Ein lauter Schrei riss ihn aus seinen Gedanken. Eine Krähe, schwarz wie die Nacht, saß regungslos auf dem Dach des Hauses. Ihre Präsenz war unheimlich, und doch konnte er nicht anders, als seinen Blick auf ihr ruhen zu lassen. War es Zufall? Oder ein Zeichen? Die Augen der Krähe waren aus dieser Entfernung nicht zu erkennen, doch Kilian wusste einfach, dass sie blau sein mussten. Radha beobachtete ihn. Diese Erkenntnis schoss durch seinen Kopf wie ein Blitz, und plötzlich fühlte er sich, als ob das Schicksal selbst ihn anblickte, ihn prüfte. Der Vogel legte den Kopf schief, seine schwarzen Federn glänzten im Licht der Göttin, und dann, mit einem erneuten, krächzenden Ruf, ergriff Kilian eine Idee. Eine Idee, die in ihm wuchs, bis sie Form annahm und klar vor seinem inneren Auge erschien.

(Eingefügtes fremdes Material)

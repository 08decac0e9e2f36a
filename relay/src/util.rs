//! Small convenience constructors for common types.

use crate::{
    ContentSegment, ConversationClient, HistoryEntry, Options, Role, SystemPrompt,
};

pub fn system_entry(text: impl Into<String>) -> HistoryEntry {
    HistoryEntry::text(Role::System, text)
}

pub fn user_entry(text: impl Into<String>) -> HistoryEntry {
    HistoryEntry::text(Role::User, text)
}

pub fn assistant_entry(text: impl Into<String>) -> HistoryEntry {
    HistoryEntry::assistant(vec![ContentSegment::text(text)])
}

/// The built-in preset with `append` as the effective system text.
pub fn preset_system_prompt(append: impl Into<String>) -> SystemPrompt {
    SystemPrompt::preset_with_append(append)
}

pub fn options_for_model(model: impl Into<String>) -> Options {
    Options::new().with_model(model)
}

pub fn conversation(model: impl Into<String>) -> ConversationClient {
    ConversationClient::new(options_for_model(model))
}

Er begann langsam den Kopf zu schütteln. „Nein," sagte er schließlich als Antwort auf das Angebot der Göttin, seine Stimme klang fest und entschlossen, während die Bedeutung seiner Worte in ihm nachhallte. „Ich werde meine Kräfte behalten und lernen, sie zu nutzen. Für mich und für diejenigen, die mir geholfen haben." Ein Gefühl der Bestimmung durchströmte ihn, als er diese Worte aussprach. Ein letztes Mal schluckte er und stellte die Frage, die ihm beim Anblick der Krähe so klar und bedeutungsvoll in den Sinn gekommen war: „Aber darf ich meine Magie in Woda erkunden?"

Obwohl Kilian das Gesicht der dreifaltigen Göttin nur schemenhaft erkennen konnte, fühlte er die Wärme eines Lächelns, das von ihrem ganzen Wesen ausging, als sie ihm sanft zunickte und in einem letzten, strahlenden Lichtblitz verschwand.